# WHAT TO PRODUCE
Say how many of the lines below contain the word "KindConflict"; nothing else belongs in the answer.
Segment Start: PROVIDED MATERIAL
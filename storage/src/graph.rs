use crate::index::AdjacencyIndex;
use chrono::Utc;
use reelgraph_core::error::{ErrorCode, ReelgraphError};
use reelgraph_core::model::{
    Edge, EdgeId, EdgeKind, EdgeProperties, Node, NodeId, NodeKind, NodeProperties,
};
use std::collections::{BTreeMap, HashSet};
use thiserror::Error;

#[derive(Error, Debug, Clone, PartialEq)]
pub enum GraphError {
    #[error("edge {edge_id} references missing {role} node {node_id}")]
    MissingEndpoint {
        edge_id: EdgeId,
        role: &'static str,
        node_id: NodeId,
    },
    #[error("node not found: {0}")]
    NodeNotFound(NodeId),
    #[error("edge not found: {0}")]
    EdgeNotFound(EdgeId),
    #[error("node {id} already exists as {existing}, cannot add it as {requested}")]
    KindConflict {
        id: NodeId,
        existing: NodeKind,
        requested: NodeKind,
    },
    #[error("edge {0} already exists with different endpoints or kind")]
    EdgeConflict(EdgeId),
    #[error("invalid interaction: {0}")]
    InvalidInteraction(String),
}

impl ReelgraphError for GraphError {
    fn error_code(&self) -> ErrorCode {
        match self {
            GraphError::MissingEndpoint { .. } => ErrorCode::FailedPrecondition,
            GraphError::NodeNotFound(_) | GraphError::EdgeNotFound(_) => ErrorCode::NotFound,
            GraphError::KindConflict { .. } | GraphError::EdgeConflict(_) => {
                ErrorCode::FailedPrecondition
            }
            GraphError::InvalidInteraction(_) => ErrorCode::InvalidArgument,
        }
    }
}

/// In-memory typed property graph.
///
/// Nodes and edges live in id-keyed maps; relationships are expressed by id
/// only, so there are no reference cycles. Iteration order is the id order,
/// which keeps every analysis deterministic.
#[derive(Debug, Clone, Default)]
pub struct Graph {
    nodes: BTreeMap<NodeId, Node>,
    edges: BTreeMap<EdgeId, Edge>,
    index: AdjacencyIndex,
}

impl Graph {
    pub fn new() -> Self {
        Self::default()
    }

    pub fn node_count(&self) -> usize {
        self.nodes.len()
    }

    pub fn edge_count(&self) -> usize {
        self.edges.len()
    }

    pub fn is_empty(&self) -> bool {
        self.nodes.is_empty()
    }

    pub fn clear(&mut self) {
        self.nodes.clear();
        self.edges.clear();
        self.index.clear();
    }

    /// Insert a node, or merge its properties into the existing node with
    /// the same id. The node count never grows on a repeated id.
    pub fn add_node(&mut self, node: Node) -> Result<&Node, GraphError> {
        match self.nodes.get(&node.id) {
            Some(existing) if existing.kind != node.kind => Err(GraphError::KindConflict {
                id: node.id,
                existing: existing.kind,
                requested: node.kind,
            }),
            Some(_) => {
                let id = node.id.clone();
                let existing = self
                    .nodes
                    .get_mut(&id)
                    .ok_or_else(|| GraphError::NodeNotFound(id.clone()))?;
                existing.properties.merge(node.properties);
                if node.embeddings.is_some() {
                    existing.embeddings = node.embeddings;
                }
                existing.updated_at = node.updated_at;
                Ok(existing)
            }
            None => {
                let id = node.id.clone();
                Ok(self.nodes.entry(id).or_insert(node))
            }
        }
    }

    pub fn update_node(&mut self, id: &str, patch: NodeProperties) -> Result<&Node, GraphError> {
        let node = self
            .nodes
            .get_mut(id)
            .ok_or_else(|| GraphError::NodeNotFound(id.to_string()))?;
        node.properties.merge(patch);
        node.updated_at = Utc::now();
        Ok(node)
    }

    /// Insert an edge. Both endpoints must already exist; nothing is
    /// mutated when validation fails.
    pub fn add_edge(&mut self, edge: Edge) -> Result<&Edge, GraphError> {
        if !self.nodes.contains_key(&edge.source) {
            return Err(GraphError::MissingEndpoint {
                edge_id: edge.id,
                role: "source",
                node_id: edge.source,
            });
        }
        if !self.nodes.contains_key(&edge.target) {
            return Err(GraphError::MissingEndpoint {
                edge_id: edge.id,
                role: "target",
                node_id: edge.target,
            });
        }

        if let Some(existing) = self.edges.get(&edge.id) {
            if existing.source != edge.source
                || existing.target != edge.target
                || existing.kind != edge.kind
            {
                return Err(GraphError::EdgeConflict(edge.id));
            }
            let id = edge.id.clone();
            let existing = self
                .edges
                .get_mut(&id)
                .ok_or_else(|| GraphError::EdgeNotFound(id.clone()))?;
            existing.weight = edge.weight;
            existing.properties.merge(edge.properties);
            existing.updated_at = edge.updated_at;
            return Ok(existing);
        }

        self.index
            .insert(&edge.id, edge.kind, &edge.source, &edge.target);
        let id = edge.id.clone();
        Ok(self.edges.entry(id).or_insert(edge))
    }

    pub fn update_edge(
        &mut self,
        id: &str,
        weight: Option<f64>,
        patch: EdgeProperties,
    ) -> Result<&Edge, GraphError> {
        let edge = self
            .edges
            .get_mut(id)
            .ok_or_else(|| GraphError::EdgeNotFound(id.to_string()))?;
        if let Some(weight) = weight {
            edge.weight = weight;
        }
        edge.properties.merge(patch);
        edge.updated_at = Utc::now();
        Ok(edge)
    }

    pub fn get_node(&self, id: &str) -> Option<&Node> {
        self.nodes.get(id)
    }

    pub(crate) fn get_node_mut(&mut self, id: &str) -> Option<&mut Node> {
        self.nodes.get_mut(id)
    }

    pub fn contains_node(&self, id: &str) -> bool {
        self.nodes.contains_key(id)
    }

    pub fn get_edge(&self, id: &str) -> Option<&Edge> {
        self.edges.get(id)
    }

    pub fn nodes(&self) -> impl Iterator<Item = &Node> {
        self.nodes.values()
    }

    pub fn edges(&self) -> impl Iterator<Item = &Edge> {
        self.edges.values()
    }

    pub fn get_nodes_by_type(&self, kind: NodeKind) -> Vec<&Node> {
        self.nodes.values().filter(|node| node.kind == kind).collect()
    }

    pub fn get_edges_by_type(&self, kind: EdgeKind) -> Vec<&Edge> {
        self.edges.values().filter(|edge| edge.kind == kind).collect()
    }

    pub fn get_outgoing_edges(&self, node_id: &str) -> Vec<&Edge> {
        self.index
            .outgoing(node_id)
            .filter_map(|edge_id| self.edges.get(edge_id))
            .collect()
    }

    pub fn outgoing_edges_of_kind(&self, node_id: &str, kind: EdgeKind) -> Vec<&Edge> {
        self.index
            .outgoing_of_kind(node_id, kind)
            .iter()
            .filter_map(|edge_id| self.edges.get(edge_id))
            .collect()
    }

    pub fn get_incoming_edges(&self, node_id: &str) -> Vec<&Edge> {
        self.index
            .incoming(node_id)
            .iter()
            .filter_map(|edge_id| self.edges.get(edge_id))
            .collect()
    }

    pub fn incoming_edges_of_kind(&self, node_id: &str, kind: EdgeKind) -> Vec<&Edge> {
        self.get_incoming_edges(node_id)
            .into_iter()
            .filter(|edge| edge.kind == kind)
            .collect()
    }

    /// Total number of incident edges (in + out).
    pub fn degree(&self, node_id: &str) -> usize {
        self.index.out_degree(node_id) + self.index.in_degree(node_id)
    }

    /// Distinct targets of outgoing edges, optionally restricted to one kind.
    pub fn get_neighbors(&self, node_id: &str, kind: Option<EdgeKind>) -> Vec<&Node> {
        let edges = match kind {
            Some(kind) => self.outgoing_edges_of_kind(node_id, kind),
            None => self.get_outgoing_edges(node_id),
        };

        let mut seen = HashSet::new();
        edges
            .into_iter()
            .filter(|edge| seen.insert(edge.target.as_str()))
            .filter_map(|edge| self.nodes.get(&edge.target))
            .collect()
    }

    /// Enumerate every simple directed path from `source` to `target` with
    /// at most `max_depth` edges. A node is never revisited within a path.
    ///
    /// When `source == target` the result is the single zero-edge path.
    pub fn find_paths(&self, source: &str, target: &str, max_depth: usize) -> Vec<Vec<&Edge>> {
        if !self.contains_node(source) || !self.contains_node(target) {
            return Vec::new();
        }
        if source == target {
            return vec![Vec::new()];
        }

        let mut results = Vec::new();
        let mut visited = HashSet::new();
        visited.insert(source);
        let mut path = Vec::new();
        self.collect_paths(source, target, max_depth, &mut visited, &mut path, &mut results);
        results
    }

    fn collect_paths<'a: 'v, 'v>(
        &'a self,
        current: &str,
        target: &str,
        max_depth: usize,
        visited: &mut HashSet<&'v str>,
        path: &mut Vec<&'a Edge>,
        results: &mut Vec<Vec<&'a Edge>>,
    ) {
        if path.len() >= max_depth {
            return;
        }

        for edge in self.get_outgoing_edges(current) {
            let next = edge.target.as_str();
            if visited.contains(next) {
                continue;
            }

            path.push(edge);
            if next == target {
                results.push(path.clone());
            } else {
                visited.insert(next);
                self.collect_paths(next, target, max_depth, visited, path, results);
                visited.remove(next);
            }
            path.pop();
        }
    }
}

#[cfg(test)]
mod tests {
    use super::*;

    fn node(id: &str, kind: NodeKind) -> Node {
        Node::new(id, kind)
    }

    fn edge(id: &str, kind: EdgeKind, source: &str, target: &str) -> Edge {
        Edge::new(id, kind, source, target, 1.0)
    }

    fn diamond() -> Graph {
        let mut graph = Graph::new();
        for id in ["a", "b", "c", "d"] {
            graph.add_node(node(id, NodeKind::Video)).unwrap();
        }
        graph.add_edge(edge("ab", EdgeKind::SimilarTo, "a", "b")).unwrap();
        graph.add_edge(edge("ac", EdgeKind::SimilarTo, "a", "c")).unwrap();
        graph.add_edge(edge("bd", EdgeKind::SimilarTo, "b", "d")).unwrap();
        graph.add_edge(edge("cd", EdgeKind::SimilarTo, "c", "d")).unwrap();
        graph.add_edge(edge("da", EdgeKind::SimilarTo, "d", "a")).unwrap();
        graph
    }

    #[test]
    fn test_add_edge_rejects_missing_endpoint_without_mutation() {
        let mut graph = Graph::new();
        graph.add_node(node("u1", NodeKind::User)).unwrap();

        let err = graph
            .add_edge(edge("e1", EdgeKind::Viewed, "u1", "missing"))
            .unwrap_err();
        assert!(matches!(err, GraphError::MissingEndpoint { role: "target", .. }));
        assert_eq!(err.error_code(), ErrorCode::FailedPrecondition);
        assert_eq!(graph.edge_count(), 0);
        assert!(graph.get_outgoing_edges("u1").is_empty());
    }

    #[test]
    fn test_add_node_twice_merges() {
        let mut graph = Graph::new();
        graph
            .add_node(node("v1", NodeKind::Video).with_properties(NodeProperties::named("first")))
            .unwrap();
        graph
            .add_node(
                node("v1", NodeKind::Video)
                    .with_properties(NodeProperties::default().with_category("Comedy")),
            )
            .unwrap();

        assert_eq!(graph.node_count(), 1);
        let merged = graph.get_node("v1").unwrap();
        assert_eq!(merged.properties.name.as_deref(), Some("first"));
        assert_eq!(merged.properties.category.as_deref(), Some("Comedy"));
    }

    #[test]
    fn test_add_node_rejects_kind_change() {
        let mut graph = Graph::new();
        graph.add_node(node("x", NodeKind::User)).unwrap();
        assert!(graph.add_node(node("x", NodeKind::Video)).is_err());
        assert_eq!(graph.get_node("x").unwrap().kind, NodeKind::User);
    }

    #[test]
    fn test_repeated_edge_id_updates_in_place() {
        let mut graph = diamond();
        graph
            .add_edge(Edge::new("ab", EdgeKind::SimilarTo, "a", "b", 0.4))
            .unwrap();
        assert_eq!(graph.edge_count(), 5);
        assert_eq!(graph.get_outgoing_edges("a").len(), 2);
        assert_eq!(graph.get_edge("ab").unwrap().weight, 0.4);

        let conflict = graph.add_edge(edge("ab", EdgeKind::SimilarTo, "a", "c"));
        assert!(matches!(conflict, Err(GraphError::EdgeConflict(_))));
    }

    #[test]
    fn test_neighbors_are_deduplicated_and_filterable() {
        let mut graph = diamond();
        graph.add_edge(edge("ab2", EdgeKind::InspiredBy, "a", "b")).unwrap();

        assert_eq!(graph.get_neighbors("a", None).len(), 2);
        let inspired = graph.get_neighbors("a", Some(EdgeKind::InspiredBy));
        assert_eq!(inspired.len(), 1);
        assert_eq!(inspired[0].id, "b");
    }

    #[test]
    fn test_find_paths_enumerates_all_simple_paths() {
        let graph = diamond();
        let paths = graph.find_paths("a", "d", 3);
        assert_eq!(paths.len(), 2);
        assert!(paths.iter().all(|path| path.len() == 2));

        assert!(graph.find_paths("a", "d", 1).is_empty());
    }

    #[test]
    fn test_find_paths_to_self_is_trivial() {
        let graph = diamond();
        let paths = graph.find_paths("a", "a", 5);
        assert_eq!(paths.len(), 1);
        assert!(paths[0].is_empty());
    }

    #[test]
    fn test_degree_counts_both_directions() {
        let graph = diamond();
        assert_eq!(graph.degree("a"), 3);
        assert_eq!(graph.degree("d"), 3);
        assert_eq!(graph.get_incoming_edges("d").len(), 2);
    }
}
Segment End: PROVIDED MATERIAL
# ANSWER TO THIS EXERCISE
3